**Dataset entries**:
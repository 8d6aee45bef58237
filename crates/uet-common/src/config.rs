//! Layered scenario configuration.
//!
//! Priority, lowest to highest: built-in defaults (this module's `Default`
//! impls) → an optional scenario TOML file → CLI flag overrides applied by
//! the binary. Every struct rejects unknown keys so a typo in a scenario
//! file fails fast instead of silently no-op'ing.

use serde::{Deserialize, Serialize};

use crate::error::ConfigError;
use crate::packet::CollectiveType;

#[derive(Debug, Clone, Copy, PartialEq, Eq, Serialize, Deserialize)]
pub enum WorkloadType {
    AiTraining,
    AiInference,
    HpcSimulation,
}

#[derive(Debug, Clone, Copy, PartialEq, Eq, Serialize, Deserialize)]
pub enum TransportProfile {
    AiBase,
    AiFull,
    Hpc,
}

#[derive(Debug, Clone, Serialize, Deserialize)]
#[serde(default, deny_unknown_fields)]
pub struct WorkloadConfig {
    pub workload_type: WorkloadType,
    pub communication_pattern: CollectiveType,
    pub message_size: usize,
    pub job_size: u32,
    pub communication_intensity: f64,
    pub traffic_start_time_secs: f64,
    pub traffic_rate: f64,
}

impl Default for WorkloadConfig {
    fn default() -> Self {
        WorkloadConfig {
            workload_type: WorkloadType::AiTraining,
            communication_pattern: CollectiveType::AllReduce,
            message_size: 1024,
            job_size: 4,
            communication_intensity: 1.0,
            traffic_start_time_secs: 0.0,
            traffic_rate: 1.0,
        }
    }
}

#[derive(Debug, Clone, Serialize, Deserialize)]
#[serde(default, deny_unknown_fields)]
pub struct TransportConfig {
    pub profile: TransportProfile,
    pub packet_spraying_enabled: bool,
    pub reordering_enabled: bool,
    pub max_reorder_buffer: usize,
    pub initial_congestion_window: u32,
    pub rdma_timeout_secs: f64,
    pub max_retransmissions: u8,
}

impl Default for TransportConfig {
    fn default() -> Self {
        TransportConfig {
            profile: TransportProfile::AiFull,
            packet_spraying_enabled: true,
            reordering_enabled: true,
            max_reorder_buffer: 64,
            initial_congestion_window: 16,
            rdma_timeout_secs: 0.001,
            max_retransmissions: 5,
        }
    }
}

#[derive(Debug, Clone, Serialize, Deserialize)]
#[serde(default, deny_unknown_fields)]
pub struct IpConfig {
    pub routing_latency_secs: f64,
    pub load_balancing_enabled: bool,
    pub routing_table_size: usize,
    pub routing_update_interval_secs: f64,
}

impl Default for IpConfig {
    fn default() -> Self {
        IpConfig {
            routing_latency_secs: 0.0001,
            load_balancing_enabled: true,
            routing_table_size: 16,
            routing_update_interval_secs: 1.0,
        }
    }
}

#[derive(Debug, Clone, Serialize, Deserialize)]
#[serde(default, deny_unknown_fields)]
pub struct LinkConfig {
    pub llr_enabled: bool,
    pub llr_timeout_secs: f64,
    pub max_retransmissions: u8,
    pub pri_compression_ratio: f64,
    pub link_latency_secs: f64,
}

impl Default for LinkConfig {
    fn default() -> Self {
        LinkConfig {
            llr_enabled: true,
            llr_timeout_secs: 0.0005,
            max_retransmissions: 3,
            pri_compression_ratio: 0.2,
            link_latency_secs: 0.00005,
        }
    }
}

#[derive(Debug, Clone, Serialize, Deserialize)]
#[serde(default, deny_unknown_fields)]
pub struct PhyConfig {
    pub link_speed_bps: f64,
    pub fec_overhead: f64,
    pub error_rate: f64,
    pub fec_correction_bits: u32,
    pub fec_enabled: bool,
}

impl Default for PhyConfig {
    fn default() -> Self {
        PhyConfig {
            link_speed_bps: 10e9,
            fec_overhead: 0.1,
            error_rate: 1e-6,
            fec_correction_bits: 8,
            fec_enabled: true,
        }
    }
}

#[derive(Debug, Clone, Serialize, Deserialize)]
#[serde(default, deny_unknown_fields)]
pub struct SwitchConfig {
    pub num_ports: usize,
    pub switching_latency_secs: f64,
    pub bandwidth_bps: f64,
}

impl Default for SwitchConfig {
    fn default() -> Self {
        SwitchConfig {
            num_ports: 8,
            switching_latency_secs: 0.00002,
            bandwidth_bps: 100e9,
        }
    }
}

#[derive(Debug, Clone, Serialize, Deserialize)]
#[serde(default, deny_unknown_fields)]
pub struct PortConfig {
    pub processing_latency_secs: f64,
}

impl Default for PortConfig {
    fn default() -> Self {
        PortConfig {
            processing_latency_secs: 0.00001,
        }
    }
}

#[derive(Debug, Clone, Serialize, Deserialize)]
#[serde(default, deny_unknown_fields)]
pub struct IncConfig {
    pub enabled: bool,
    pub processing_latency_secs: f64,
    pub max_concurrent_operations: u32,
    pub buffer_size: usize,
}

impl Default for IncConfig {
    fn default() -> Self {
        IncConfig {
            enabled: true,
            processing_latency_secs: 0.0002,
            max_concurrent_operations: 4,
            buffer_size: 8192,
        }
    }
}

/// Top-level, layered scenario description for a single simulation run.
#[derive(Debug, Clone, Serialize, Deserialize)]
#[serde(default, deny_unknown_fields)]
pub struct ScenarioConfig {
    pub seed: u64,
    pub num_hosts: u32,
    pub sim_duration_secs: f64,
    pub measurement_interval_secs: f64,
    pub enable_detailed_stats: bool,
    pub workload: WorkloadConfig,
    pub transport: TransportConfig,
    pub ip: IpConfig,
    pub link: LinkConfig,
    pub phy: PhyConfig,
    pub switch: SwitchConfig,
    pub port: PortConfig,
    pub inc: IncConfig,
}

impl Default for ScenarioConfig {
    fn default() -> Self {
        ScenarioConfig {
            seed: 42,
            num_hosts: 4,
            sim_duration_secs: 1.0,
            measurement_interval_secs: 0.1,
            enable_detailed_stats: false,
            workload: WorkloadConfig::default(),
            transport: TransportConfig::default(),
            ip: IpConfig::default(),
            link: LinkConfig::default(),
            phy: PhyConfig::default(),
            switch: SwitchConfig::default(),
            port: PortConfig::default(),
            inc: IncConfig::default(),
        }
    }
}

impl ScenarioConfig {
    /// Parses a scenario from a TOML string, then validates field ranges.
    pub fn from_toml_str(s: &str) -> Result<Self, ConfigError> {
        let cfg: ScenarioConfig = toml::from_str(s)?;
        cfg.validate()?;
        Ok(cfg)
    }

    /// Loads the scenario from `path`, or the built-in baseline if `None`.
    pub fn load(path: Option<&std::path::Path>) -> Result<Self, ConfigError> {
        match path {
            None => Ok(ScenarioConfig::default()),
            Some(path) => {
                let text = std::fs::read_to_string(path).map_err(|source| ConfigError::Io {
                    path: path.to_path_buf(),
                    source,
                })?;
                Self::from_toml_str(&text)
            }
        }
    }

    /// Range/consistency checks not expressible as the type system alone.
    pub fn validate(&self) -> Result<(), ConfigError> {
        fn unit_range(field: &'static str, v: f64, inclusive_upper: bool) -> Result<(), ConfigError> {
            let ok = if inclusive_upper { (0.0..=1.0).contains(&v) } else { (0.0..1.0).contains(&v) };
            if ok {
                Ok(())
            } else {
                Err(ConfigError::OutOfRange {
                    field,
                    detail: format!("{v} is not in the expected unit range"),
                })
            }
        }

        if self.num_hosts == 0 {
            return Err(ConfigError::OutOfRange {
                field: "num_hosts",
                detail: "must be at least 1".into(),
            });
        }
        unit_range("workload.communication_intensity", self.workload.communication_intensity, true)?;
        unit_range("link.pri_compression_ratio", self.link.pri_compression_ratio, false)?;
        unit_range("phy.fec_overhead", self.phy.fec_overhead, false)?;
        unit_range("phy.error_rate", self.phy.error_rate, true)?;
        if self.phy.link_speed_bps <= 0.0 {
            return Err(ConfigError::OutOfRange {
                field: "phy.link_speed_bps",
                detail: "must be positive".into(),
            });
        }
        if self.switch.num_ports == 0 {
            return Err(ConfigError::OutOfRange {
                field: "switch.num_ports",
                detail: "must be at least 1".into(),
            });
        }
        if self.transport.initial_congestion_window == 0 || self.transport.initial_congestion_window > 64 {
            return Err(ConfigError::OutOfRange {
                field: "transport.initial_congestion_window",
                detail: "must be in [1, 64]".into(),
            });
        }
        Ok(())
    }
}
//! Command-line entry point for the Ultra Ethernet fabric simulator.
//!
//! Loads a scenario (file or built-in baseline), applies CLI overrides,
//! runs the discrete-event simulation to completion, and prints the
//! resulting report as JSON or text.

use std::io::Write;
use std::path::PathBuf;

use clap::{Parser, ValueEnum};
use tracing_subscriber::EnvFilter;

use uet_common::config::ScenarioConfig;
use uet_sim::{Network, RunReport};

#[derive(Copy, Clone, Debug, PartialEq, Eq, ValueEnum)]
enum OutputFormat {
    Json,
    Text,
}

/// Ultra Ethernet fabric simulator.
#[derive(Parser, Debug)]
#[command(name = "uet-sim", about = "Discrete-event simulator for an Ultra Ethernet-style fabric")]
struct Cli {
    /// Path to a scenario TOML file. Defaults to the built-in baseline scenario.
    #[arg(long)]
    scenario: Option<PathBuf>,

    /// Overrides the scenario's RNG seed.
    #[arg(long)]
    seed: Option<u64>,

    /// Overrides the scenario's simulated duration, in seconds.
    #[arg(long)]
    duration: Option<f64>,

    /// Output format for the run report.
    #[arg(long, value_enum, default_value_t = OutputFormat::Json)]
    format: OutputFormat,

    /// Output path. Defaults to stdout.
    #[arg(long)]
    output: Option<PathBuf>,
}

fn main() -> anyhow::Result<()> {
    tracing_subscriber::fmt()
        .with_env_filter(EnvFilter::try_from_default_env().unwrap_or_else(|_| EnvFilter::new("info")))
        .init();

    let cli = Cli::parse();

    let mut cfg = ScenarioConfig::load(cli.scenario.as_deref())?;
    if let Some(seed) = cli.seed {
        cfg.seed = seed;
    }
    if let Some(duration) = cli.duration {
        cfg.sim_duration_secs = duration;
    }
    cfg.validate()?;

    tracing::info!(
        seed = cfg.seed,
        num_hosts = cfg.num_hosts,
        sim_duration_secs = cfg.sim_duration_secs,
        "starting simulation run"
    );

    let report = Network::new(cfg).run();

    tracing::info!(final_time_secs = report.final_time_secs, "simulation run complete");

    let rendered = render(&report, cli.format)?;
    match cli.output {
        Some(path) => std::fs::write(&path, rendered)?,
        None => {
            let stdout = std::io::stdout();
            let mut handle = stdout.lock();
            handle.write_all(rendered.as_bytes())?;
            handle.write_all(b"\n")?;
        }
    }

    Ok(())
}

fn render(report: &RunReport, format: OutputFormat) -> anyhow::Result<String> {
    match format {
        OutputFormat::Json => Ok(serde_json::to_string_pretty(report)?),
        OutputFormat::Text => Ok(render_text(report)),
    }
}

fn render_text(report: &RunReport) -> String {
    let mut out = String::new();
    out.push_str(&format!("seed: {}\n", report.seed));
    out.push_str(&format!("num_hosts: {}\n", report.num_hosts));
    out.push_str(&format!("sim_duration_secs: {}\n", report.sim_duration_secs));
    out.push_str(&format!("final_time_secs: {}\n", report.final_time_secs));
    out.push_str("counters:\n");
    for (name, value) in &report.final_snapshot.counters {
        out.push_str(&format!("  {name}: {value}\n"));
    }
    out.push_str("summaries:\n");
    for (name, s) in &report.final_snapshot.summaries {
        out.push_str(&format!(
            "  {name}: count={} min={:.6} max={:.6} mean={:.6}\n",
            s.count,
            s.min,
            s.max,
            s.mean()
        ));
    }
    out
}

**WHAT YOU NEED TO DO**: Among the entries, find every line holding "usize" and return it.

**OUTPUT OF THE TASK**:
    pub message_size: usize,
    pub max_reorder_buffer: usize,
    pub routing_table_size: usize,
    pub num_ports: usize,
    pub buffer_size: usize,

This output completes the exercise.